- Hobby in 2012
- Occupations: Actor, comedian
- Years active: 2005–present
- Spouse: Mary Grill ​(m. 2011)​
- Children: 2

= Matt Hobby =

American actor and comedian

Matt Hobby is an American actor and comedian known for portraying Pastor Jeff Difford in Young Sheldon and Georgie & Mandy's First Marriage, Philip in the HBO television series Boardwalk Empire, Rudy Truitt in Hart of Dixie and Pat Landy in The Grinder.

==Career==
Matt Hobby began his acting career in 2008 when he played a character in the direct-to-DVD film The Cult of Sincerity.

He has appeared in television series such as Mom, Don't Trust the B— in Apartment 23, Onion SportsDome and Fresh Off the Boat. He appeared as Rudy Truitt in the drama series Hart of Dixie for ten episodes. He also played Philip, a servant (later butler) of the Thompson House, in the HBO series Boardwalk Empire.
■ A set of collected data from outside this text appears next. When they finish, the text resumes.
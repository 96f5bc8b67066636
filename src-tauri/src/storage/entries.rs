use crate::error::AppResult;
use crate::health::{diseases, DateRange, DiseaseRecord, HealthEntry};
use crate::storage::{load, modify_records, Collection, RecordStore};
use chrono::NaiveDate;
use serde_json::Value;
use std::sync::{Arc, Mutex};

fn record_date(record: &Value) -> Option<NaiveDate> {
    record.get("date")?.as_str()?.parse().ok()
}

/// Health entries keyed by calendar day
pub struct EntryRepository {
    store: Arc<dyn RecordStore>,
    write_lock: Mutex<()>,
}

impl EntryRepository {
    pub fn new(store: Arc<dyn RecordStore>) -> Self {
        Self {
            store,
            write_lock: Mutex::new(()),
        }
    }

    fn lock(&self) -> std::sync::MutexGuard<'_, ()> {
        self.write_lock.lock().unwrap_or_else(|e| e.into_inner())
    }

    pub fn list(&self) -> Vec<HealthEntry> {
        load(self.store.as_ref(), Collection::Entries)
    }

    /// Insert the entry, replacing any existing entry for the same date in place
    pub fn upsert(&self, entry: HealthEntry) -> AppResult<HealthEntry> {
        let entry = entry.validated()?;
        let value = serde_json::to_value(&entry)?;
        let _guard = self.lock();

        modify_records(self.store.as_ref(), Collection::Entries, |records| {
            match records.iter_mut().find(|r| record_date(r) == Some(entry.date)) {
                Some(existing) => *existing = value,
                None => records.push(value),
            }
            Ok(true)
        })?;
        Ok(entry)
    }

    pub fn delete(&self, date: NaiveDate) -> AppResult<bool> {
        let _guard = self.lock();
        modify_records(self.store.as_ref(), Collection::Entries, |records| {
            let before = records.len();
            records.retain(|record| record_date(record) != Some(date));
            Ok(records.len() != before)
        })
    }

    pub fn latest(&self) -> Option<HealthEntry> {
        self.list().into_iter().max_by_key(|e| e.date)
    }

    /// Entries within `range`, newest first
    pub fn history(&self, range: DateRange) -> Vec<HealthEntry> {
        let mut entries: Vec<_> = self
            .list()
            .into_iter()
            .filter(|e| range.contains(e.date))
            .collect();
        entries.sort_by(|a, b| b.date.cmp(&a.date));
        entries
    }

    pub fn diseases(&self) -> Vec<DiseaseRecord> {
        diseases(&self.list())
    }
}

#[cfg(test)]
mod tests {
    use super::*;
    use crate::storage::MemoryStore;
    use serde_json::json;

    fn day(d: u32) -> NaiveDate {
        NaiveDate::from_ymd_opt(2024, 1, d).unwrap()
    }

    fn repo() -> EntryRepository {
        EntryRepository::new(Arc::new(MemoryStore::new()))
    }

    #[test]
    fn test_upsert_replaces_same_day() {
        let repo = repo();
        let mut first = HealthEntry::new(day(1));
        first.water = Some(1000.0);
        repo.upsert(first).unwrap();
        repo.upsert(HealthEntry::new(day(2))).unwrap();

        let mut again = HealthEntry::new(day(1));
        again.water = Some(1800.0);
        repo.upsert(again).unwrap();

        let entries = repo.list();
        assert_eq!(entries.len(), 2);
        assert_eq!(entries[0].date, day(1));
        assert_eq!(entries[0].water, Some(1800.0));
    }

    #[test]
    fn test_upsert_rejects_invalid_entry() {
        let repo = repo();
        let mut bad = HealthEntry::new(day(1));
        bad.weight = Some(f64::NAN);

        assert!(repo.upsert(bad).is_err());
        assert!(repo.list().is_empty());
    }

    #[test]
    fn test_delete_by_date() {
        let repo = repo();
        repo.upsert(HealthEntry::new(day(1))).unwrap();
        repo.upsert(HealthEntry::new(day(2))).unwrap();

        assert!(repo.delete(day(1)).unwrap());
        assert!(!repo.delete(day(9)).unwrap());
        assert_eq!(repo.list().len(), 1);
    }

    #[test]
    fn test_history_filters_and_sorts_descending() {
        let repo = repo();
        for d in [3, 1, 5, 2] {
            repo.upsert(HealthEntry::new(day(d))).unwrap();
        }

        let range = DateRange {
            from: Some(day(2)),
            to: Some(day(4)),
        };
        let dates: Vec<_> = repo.history(range).into_iter().map(|e| e.date).collect();
        assert_eq!(dates, vec![day(3), day(2)]);

        assert_eq!(repo.latest().map(|e| e.date), Some(day(5)));
    }

    #[test]
    fn test_undecodable_entries_survive_upsert_and_delete() {
        let store = Arc::new(MemoryStore::new());
        let odd = json!({"date": "2024-01-04", "weight": "seventy"});
        store.write_all(Collection::Entries, &[odd.clone()]).unwrap();

        let repo = EntryRepository::new(store.clone());
        repo.upsert(HealthEntry::new(day(1))).unwrap();
        repo.upsert(HealthEntry::new(day(2))).unwrap();
        assert!(repo.delete(day(2)).unwrap());

        let raw = store.read_all(Collection::Entries);
        assert_eq!(raw.len(), 2);
        assert_eq!(raw[0], odd);
        assert_eq!(repo.list().len(), 1);
    }
}
use crate::error::AppResult;
use crate::storage::{Collection, RecordStore};
use serde_json::Value;
use std::collections::HashMap;
use std::sync::Mutex;

/// Process-local store for tests and throwaway sessions
#[derive(Default)]
pub struct MemoryStore {
    collections: Mutex<HashMap<Collection, Vec<Value>>>,
}

impl MemoryStore {
    pub fn new() -> Self {
        Self::default()
    }
}

impl RecordStore for MemoryStore {
    fn read_all(&self, collection: Collection) -> Vec<Value> {
        let collections = self.collections.lock().unwrap_or_else(|e| e.into_inner());
        collections.get(&collection).cloned().unwrap_or_default()
    }

    fn write_all(&self, collection: Collection, records: &[Value]) -> AppResult<()> {
        let mut collections = self.collections.lock().unwrap_or_else(|e| e.into_inner());
        collections.insert(collection, records.to_vec());
        Ok(())
    }
}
Hobby played the role of Pastor Jeff Difford, a pastor of the church in the CBS television series Young Sheldon from 2017 to 2024. For the first two seasons, he was a recurring character, but he was promoted to the main cast starting with the third season. Hobby's real life wife, Mary Grill, portrays his character's new wife in the show.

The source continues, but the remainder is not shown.